### Brief
Please give back, word for word, only the lines starting at the one containing "values actually present." and ending at the one containing "Declared matrix size." within the material below.

### Available data

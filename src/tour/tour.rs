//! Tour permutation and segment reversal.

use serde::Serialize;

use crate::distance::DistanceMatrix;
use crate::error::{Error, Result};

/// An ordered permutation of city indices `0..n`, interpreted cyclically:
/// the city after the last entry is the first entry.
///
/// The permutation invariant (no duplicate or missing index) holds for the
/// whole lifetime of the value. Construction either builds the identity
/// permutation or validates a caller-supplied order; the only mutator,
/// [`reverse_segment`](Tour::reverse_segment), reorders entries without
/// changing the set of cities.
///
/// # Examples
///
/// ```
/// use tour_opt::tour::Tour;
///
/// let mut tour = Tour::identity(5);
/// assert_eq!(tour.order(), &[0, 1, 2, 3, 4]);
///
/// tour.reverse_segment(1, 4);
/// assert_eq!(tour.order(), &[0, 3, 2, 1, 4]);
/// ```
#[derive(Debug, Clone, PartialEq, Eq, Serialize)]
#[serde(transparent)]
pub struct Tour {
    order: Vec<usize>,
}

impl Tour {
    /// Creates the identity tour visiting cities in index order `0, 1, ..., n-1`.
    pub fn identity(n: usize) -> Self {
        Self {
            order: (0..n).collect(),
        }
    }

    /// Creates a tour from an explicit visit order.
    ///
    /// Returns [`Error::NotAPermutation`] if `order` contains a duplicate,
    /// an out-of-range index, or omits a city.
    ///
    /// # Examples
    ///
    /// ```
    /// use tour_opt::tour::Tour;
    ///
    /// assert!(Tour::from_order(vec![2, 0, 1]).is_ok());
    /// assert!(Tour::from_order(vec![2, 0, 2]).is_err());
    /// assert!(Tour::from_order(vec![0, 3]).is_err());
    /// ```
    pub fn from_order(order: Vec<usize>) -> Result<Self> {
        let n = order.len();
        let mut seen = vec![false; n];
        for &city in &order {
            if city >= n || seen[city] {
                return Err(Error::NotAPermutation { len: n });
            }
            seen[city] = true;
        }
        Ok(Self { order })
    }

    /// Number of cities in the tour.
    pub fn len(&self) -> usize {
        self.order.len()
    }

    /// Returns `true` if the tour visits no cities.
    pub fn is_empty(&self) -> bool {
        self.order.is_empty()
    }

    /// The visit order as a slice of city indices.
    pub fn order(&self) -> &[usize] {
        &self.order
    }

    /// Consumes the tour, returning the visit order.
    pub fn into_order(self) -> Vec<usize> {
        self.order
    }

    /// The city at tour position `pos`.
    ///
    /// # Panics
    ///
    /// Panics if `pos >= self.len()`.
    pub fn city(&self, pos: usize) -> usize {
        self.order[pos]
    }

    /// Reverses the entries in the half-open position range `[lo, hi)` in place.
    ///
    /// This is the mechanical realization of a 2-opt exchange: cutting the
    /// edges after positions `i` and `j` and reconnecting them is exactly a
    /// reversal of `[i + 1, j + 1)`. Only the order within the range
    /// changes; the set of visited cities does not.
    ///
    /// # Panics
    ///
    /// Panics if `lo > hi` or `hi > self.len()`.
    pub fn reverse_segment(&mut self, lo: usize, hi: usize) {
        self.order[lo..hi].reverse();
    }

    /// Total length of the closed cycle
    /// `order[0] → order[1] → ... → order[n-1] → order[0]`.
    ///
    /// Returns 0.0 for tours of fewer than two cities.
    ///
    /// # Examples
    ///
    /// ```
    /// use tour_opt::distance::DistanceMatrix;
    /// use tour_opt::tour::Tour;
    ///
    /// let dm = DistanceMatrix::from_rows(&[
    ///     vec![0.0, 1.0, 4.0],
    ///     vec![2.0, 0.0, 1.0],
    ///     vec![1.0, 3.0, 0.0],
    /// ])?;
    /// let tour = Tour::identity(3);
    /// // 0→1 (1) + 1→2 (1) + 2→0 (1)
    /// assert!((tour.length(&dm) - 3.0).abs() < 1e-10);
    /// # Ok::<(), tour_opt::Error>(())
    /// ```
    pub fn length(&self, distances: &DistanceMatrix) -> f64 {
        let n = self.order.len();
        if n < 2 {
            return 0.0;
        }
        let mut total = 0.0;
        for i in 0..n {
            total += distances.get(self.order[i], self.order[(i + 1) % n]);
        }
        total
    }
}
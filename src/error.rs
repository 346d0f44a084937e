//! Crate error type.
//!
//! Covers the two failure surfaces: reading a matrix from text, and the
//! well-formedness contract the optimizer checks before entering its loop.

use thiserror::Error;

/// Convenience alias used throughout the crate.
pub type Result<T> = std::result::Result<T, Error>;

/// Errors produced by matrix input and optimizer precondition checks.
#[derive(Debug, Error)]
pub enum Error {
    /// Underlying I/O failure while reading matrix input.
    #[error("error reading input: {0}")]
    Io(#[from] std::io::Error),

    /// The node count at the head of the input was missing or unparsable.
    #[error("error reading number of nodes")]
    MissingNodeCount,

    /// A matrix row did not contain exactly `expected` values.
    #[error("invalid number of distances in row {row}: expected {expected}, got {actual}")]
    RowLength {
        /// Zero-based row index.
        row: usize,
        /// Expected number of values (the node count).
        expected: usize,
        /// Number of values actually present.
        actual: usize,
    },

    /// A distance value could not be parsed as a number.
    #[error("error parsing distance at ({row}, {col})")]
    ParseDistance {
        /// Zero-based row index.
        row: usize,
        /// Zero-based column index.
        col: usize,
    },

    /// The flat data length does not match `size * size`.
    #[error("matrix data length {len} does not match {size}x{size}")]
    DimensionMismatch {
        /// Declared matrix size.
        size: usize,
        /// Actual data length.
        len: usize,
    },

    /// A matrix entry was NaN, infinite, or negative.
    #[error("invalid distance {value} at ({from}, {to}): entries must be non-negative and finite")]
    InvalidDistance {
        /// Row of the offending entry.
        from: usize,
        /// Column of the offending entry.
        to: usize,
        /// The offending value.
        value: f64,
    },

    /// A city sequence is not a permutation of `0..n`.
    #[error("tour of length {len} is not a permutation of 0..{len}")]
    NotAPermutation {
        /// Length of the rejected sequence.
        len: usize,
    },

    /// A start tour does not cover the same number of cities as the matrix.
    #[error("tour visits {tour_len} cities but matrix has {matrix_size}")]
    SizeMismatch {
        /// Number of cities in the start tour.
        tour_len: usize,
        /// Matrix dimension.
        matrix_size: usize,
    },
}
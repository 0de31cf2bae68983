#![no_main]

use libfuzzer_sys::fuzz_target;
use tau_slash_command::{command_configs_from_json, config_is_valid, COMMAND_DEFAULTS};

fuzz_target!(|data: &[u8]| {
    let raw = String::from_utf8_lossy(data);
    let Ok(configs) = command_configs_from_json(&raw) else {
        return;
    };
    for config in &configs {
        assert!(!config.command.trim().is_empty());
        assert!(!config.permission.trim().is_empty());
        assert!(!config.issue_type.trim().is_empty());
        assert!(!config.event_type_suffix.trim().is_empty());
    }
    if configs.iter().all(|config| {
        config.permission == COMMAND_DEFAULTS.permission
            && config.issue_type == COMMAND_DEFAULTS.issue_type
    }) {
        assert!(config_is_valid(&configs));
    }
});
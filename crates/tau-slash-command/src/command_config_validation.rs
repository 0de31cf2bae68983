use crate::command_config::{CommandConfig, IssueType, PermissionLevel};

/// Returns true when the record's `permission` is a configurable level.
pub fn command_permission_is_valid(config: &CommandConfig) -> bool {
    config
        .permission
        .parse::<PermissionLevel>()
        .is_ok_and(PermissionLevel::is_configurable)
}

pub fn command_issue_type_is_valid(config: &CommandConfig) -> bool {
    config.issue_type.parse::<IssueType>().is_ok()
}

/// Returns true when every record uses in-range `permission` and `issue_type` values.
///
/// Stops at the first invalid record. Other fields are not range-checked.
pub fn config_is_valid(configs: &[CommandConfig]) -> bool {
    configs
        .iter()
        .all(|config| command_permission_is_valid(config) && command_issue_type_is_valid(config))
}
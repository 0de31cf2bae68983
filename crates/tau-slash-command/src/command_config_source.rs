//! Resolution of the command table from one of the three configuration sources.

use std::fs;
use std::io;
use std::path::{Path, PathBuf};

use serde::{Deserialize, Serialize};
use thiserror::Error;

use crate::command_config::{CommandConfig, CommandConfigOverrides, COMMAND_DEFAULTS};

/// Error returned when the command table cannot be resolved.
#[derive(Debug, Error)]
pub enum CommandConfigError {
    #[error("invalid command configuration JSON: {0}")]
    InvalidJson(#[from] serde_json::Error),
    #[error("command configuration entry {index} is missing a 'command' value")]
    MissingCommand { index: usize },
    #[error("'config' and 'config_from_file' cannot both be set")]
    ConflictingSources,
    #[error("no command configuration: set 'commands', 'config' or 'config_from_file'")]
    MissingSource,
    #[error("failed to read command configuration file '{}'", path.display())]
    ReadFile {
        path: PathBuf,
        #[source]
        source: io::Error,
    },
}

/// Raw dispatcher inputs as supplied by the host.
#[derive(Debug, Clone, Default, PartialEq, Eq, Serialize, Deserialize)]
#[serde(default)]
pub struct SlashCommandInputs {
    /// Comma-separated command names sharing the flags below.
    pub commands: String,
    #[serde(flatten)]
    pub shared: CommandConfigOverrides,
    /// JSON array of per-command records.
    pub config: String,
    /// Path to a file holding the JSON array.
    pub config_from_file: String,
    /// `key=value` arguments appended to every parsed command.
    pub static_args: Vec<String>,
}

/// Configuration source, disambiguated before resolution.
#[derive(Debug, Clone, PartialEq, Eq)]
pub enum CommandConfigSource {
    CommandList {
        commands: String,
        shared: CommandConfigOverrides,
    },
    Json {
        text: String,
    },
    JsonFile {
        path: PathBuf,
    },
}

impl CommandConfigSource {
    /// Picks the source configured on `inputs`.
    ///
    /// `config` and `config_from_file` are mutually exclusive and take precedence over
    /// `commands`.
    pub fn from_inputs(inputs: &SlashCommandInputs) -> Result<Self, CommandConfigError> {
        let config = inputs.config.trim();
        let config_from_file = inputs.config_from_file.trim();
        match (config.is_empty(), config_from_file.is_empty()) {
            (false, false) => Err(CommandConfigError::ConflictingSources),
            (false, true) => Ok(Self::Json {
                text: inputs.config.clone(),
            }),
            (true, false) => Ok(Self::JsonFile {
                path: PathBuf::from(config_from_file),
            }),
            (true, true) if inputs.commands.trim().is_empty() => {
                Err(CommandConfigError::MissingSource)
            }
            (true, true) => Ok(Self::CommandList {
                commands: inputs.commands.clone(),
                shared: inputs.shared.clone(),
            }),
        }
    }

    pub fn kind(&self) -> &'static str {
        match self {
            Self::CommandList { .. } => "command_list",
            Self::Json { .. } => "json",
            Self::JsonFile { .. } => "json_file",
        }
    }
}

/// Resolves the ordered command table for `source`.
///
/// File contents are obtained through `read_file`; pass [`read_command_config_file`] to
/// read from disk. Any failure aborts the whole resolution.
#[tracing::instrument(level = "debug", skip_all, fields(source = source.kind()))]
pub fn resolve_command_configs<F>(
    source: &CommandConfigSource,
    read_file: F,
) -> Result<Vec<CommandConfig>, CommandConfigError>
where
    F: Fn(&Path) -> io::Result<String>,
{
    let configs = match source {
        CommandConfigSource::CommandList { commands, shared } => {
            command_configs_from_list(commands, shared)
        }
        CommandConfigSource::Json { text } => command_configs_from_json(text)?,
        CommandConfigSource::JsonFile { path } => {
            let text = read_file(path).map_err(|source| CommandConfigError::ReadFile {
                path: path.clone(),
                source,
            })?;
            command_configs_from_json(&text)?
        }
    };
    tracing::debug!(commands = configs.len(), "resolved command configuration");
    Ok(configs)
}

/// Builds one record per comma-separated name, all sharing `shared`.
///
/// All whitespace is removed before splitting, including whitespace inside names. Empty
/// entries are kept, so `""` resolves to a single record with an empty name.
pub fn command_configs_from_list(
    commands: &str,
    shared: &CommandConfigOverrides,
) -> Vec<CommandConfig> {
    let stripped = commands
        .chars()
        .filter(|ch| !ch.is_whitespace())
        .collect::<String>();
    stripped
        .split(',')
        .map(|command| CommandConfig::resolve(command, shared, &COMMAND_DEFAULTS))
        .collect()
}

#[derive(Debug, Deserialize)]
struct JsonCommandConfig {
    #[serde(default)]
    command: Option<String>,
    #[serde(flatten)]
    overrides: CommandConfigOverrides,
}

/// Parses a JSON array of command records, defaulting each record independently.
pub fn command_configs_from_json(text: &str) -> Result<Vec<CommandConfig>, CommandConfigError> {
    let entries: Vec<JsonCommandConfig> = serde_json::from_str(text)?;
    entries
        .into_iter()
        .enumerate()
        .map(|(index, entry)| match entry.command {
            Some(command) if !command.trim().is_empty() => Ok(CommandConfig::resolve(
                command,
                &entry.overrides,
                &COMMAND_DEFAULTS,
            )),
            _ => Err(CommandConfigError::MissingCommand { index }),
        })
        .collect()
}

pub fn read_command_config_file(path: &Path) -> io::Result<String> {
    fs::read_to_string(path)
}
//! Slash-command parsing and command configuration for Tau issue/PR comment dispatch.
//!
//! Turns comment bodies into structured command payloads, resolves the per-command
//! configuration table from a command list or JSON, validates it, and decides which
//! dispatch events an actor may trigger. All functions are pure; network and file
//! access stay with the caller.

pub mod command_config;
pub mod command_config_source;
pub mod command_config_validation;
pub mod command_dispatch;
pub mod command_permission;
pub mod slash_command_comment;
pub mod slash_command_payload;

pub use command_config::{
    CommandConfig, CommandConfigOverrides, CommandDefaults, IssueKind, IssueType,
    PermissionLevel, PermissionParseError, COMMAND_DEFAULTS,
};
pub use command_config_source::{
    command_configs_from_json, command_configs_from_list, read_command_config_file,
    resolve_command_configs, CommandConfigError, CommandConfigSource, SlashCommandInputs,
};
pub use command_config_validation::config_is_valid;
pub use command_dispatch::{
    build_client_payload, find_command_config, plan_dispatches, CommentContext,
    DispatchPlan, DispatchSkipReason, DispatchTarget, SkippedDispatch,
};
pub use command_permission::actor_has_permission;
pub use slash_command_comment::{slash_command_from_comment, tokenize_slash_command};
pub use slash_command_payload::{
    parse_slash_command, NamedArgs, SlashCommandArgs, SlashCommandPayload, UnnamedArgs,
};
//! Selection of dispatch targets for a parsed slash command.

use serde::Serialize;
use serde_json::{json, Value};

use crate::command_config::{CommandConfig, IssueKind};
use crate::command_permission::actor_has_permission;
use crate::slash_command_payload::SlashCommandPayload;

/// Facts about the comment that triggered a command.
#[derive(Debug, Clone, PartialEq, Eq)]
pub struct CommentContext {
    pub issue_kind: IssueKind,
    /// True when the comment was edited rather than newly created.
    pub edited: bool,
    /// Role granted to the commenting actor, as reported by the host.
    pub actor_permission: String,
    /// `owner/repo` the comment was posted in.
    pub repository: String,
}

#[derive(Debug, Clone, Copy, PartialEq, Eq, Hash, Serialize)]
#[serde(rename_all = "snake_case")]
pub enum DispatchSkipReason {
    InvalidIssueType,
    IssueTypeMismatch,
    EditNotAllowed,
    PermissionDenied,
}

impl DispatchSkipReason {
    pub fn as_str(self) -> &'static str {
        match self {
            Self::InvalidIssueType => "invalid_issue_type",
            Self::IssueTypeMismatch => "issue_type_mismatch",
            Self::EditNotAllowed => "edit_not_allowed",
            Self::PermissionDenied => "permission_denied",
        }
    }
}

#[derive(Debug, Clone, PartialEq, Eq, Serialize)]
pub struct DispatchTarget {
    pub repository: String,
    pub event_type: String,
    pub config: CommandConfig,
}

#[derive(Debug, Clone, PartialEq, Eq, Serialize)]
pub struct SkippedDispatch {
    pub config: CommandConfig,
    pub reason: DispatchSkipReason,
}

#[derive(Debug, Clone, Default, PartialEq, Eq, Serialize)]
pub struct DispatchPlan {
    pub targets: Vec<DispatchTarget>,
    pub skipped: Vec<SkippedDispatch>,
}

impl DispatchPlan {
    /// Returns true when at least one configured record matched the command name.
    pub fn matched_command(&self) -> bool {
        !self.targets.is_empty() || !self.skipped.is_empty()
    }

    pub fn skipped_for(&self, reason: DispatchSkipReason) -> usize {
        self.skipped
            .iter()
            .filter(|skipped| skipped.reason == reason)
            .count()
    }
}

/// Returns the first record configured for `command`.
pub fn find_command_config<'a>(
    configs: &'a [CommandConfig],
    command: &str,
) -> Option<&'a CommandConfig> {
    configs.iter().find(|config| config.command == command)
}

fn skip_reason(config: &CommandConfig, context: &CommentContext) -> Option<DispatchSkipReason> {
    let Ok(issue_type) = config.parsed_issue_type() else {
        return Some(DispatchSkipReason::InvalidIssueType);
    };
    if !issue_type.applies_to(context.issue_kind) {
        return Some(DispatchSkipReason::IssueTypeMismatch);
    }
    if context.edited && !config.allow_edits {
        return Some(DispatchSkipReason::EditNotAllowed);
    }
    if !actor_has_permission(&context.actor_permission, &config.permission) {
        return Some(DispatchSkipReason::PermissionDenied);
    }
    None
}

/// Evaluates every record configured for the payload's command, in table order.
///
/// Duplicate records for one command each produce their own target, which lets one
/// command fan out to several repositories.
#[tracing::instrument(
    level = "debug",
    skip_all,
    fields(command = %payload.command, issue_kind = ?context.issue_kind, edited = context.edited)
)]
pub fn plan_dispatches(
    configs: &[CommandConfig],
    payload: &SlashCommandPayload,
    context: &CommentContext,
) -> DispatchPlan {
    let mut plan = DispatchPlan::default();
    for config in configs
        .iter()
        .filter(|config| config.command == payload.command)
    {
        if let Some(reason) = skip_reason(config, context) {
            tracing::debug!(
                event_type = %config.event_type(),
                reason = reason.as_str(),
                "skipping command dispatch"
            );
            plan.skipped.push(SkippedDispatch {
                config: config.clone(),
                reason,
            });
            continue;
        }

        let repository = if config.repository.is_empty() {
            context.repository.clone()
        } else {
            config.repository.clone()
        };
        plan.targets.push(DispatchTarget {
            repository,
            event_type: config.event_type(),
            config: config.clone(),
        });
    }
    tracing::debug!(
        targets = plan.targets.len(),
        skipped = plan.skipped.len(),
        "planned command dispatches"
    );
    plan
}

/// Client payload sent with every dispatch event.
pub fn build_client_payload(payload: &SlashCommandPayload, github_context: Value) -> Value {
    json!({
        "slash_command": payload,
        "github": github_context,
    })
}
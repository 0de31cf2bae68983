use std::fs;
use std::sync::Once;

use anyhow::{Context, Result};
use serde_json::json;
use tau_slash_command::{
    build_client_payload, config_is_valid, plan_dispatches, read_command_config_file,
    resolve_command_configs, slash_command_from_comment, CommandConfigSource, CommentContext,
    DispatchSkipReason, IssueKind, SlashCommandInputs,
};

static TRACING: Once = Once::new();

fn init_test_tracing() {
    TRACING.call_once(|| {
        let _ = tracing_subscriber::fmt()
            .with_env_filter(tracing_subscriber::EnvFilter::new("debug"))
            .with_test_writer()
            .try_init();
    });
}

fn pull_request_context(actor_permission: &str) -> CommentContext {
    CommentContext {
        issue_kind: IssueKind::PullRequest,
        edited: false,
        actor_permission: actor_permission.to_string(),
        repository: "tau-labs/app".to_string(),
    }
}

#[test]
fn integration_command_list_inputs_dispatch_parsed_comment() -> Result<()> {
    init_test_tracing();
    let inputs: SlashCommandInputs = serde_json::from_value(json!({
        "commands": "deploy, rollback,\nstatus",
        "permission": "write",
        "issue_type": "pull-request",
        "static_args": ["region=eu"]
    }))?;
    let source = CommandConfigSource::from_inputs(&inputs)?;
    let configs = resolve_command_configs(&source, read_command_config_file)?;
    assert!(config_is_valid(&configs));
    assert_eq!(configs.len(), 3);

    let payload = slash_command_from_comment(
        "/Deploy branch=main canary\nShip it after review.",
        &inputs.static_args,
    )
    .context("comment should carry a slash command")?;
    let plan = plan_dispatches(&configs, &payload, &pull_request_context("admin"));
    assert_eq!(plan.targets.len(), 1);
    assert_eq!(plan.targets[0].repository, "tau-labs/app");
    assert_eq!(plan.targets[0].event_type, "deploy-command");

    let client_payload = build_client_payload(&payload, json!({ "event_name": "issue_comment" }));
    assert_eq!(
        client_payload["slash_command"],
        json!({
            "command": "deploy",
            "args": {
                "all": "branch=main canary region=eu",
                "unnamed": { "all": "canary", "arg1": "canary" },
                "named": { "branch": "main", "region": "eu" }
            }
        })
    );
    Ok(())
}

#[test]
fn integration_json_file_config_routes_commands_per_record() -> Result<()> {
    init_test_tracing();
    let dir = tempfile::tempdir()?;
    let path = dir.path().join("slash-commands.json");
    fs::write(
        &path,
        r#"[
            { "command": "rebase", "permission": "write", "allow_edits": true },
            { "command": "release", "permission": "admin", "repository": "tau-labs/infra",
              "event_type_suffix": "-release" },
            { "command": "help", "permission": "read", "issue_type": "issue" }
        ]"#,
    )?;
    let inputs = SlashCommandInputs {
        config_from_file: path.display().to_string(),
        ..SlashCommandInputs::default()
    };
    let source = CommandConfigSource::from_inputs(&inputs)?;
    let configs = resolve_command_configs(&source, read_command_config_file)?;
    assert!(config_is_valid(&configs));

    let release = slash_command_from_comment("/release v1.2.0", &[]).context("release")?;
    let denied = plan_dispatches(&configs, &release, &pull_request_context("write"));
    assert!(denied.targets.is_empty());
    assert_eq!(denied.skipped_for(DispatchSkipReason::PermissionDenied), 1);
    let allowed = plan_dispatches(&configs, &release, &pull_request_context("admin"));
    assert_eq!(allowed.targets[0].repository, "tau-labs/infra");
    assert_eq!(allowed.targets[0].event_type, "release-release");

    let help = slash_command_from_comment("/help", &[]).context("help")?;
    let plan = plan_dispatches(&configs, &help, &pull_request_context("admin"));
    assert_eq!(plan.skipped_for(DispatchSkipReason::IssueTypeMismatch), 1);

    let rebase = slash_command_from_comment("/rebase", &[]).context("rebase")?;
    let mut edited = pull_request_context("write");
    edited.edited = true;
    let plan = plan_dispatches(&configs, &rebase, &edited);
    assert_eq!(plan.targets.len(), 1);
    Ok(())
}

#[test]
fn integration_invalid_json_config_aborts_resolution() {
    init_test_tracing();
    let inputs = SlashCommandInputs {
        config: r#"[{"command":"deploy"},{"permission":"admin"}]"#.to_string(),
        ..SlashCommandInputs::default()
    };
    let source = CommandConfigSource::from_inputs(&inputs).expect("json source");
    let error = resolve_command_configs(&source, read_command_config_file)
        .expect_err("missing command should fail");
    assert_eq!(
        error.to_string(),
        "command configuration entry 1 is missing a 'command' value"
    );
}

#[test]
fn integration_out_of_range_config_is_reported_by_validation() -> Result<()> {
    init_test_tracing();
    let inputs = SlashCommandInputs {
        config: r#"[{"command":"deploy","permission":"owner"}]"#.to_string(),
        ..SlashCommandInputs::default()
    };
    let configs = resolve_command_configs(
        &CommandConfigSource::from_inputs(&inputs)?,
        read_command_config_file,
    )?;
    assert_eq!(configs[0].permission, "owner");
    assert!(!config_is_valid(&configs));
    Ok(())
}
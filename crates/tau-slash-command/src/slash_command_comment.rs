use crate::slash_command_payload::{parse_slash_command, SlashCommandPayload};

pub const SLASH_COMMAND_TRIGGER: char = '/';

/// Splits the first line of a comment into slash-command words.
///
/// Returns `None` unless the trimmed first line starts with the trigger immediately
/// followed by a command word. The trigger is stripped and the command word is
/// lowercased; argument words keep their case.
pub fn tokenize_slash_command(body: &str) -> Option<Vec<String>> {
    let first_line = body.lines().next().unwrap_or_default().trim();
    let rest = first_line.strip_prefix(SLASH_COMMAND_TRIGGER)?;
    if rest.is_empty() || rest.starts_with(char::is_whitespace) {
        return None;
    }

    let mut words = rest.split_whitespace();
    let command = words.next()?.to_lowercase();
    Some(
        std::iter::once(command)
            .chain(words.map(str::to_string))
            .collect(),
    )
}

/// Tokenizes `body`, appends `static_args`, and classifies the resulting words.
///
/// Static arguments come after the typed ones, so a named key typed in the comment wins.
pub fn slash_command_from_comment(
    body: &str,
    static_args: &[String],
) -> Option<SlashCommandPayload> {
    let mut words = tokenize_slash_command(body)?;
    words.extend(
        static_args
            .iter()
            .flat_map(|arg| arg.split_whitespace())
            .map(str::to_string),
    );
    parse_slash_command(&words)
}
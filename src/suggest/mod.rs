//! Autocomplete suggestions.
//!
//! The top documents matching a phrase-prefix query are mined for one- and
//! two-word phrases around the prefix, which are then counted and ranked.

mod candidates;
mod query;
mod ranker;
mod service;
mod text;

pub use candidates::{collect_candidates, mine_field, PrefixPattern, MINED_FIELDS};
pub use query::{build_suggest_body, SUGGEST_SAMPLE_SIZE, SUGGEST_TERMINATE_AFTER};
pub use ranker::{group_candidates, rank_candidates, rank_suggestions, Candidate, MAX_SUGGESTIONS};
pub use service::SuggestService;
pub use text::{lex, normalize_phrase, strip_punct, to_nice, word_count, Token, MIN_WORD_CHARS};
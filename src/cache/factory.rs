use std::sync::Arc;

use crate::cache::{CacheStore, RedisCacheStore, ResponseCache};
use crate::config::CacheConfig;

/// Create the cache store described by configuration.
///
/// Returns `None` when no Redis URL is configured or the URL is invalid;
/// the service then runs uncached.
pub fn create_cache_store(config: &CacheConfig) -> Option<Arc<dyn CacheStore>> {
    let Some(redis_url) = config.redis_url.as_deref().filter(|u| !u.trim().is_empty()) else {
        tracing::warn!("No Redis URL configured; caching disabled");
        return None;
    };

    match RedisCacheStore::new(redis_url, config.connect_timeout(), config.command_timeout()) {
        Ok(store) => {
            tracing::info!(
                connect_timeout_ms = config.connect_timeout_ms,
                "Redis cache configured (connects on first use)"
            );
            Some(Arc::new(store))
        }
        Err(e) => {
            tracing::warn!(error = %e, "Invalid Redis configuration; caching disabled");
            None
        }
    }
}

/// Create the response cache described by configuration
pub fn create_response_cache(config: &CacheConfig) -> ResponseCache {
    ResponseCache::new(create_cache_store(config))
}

### Output for this exercise
        /// Number of values actually present.
        actual: usize,
    },

    /// A distance value could not be parsed as a number.
    #[error("error parsing distance at ({row}, {col})")]
    ParseDistance {
        /// Zero-based row index.
        row: usize,
        /// Zero-based column index.
        col: usize,
    },

    /// The flat data length does not match `size * size`.
    #[error("matrix data length {len} does not match {size}x{size}")]
    DimensionMismatch {
        /// Declared matrix size.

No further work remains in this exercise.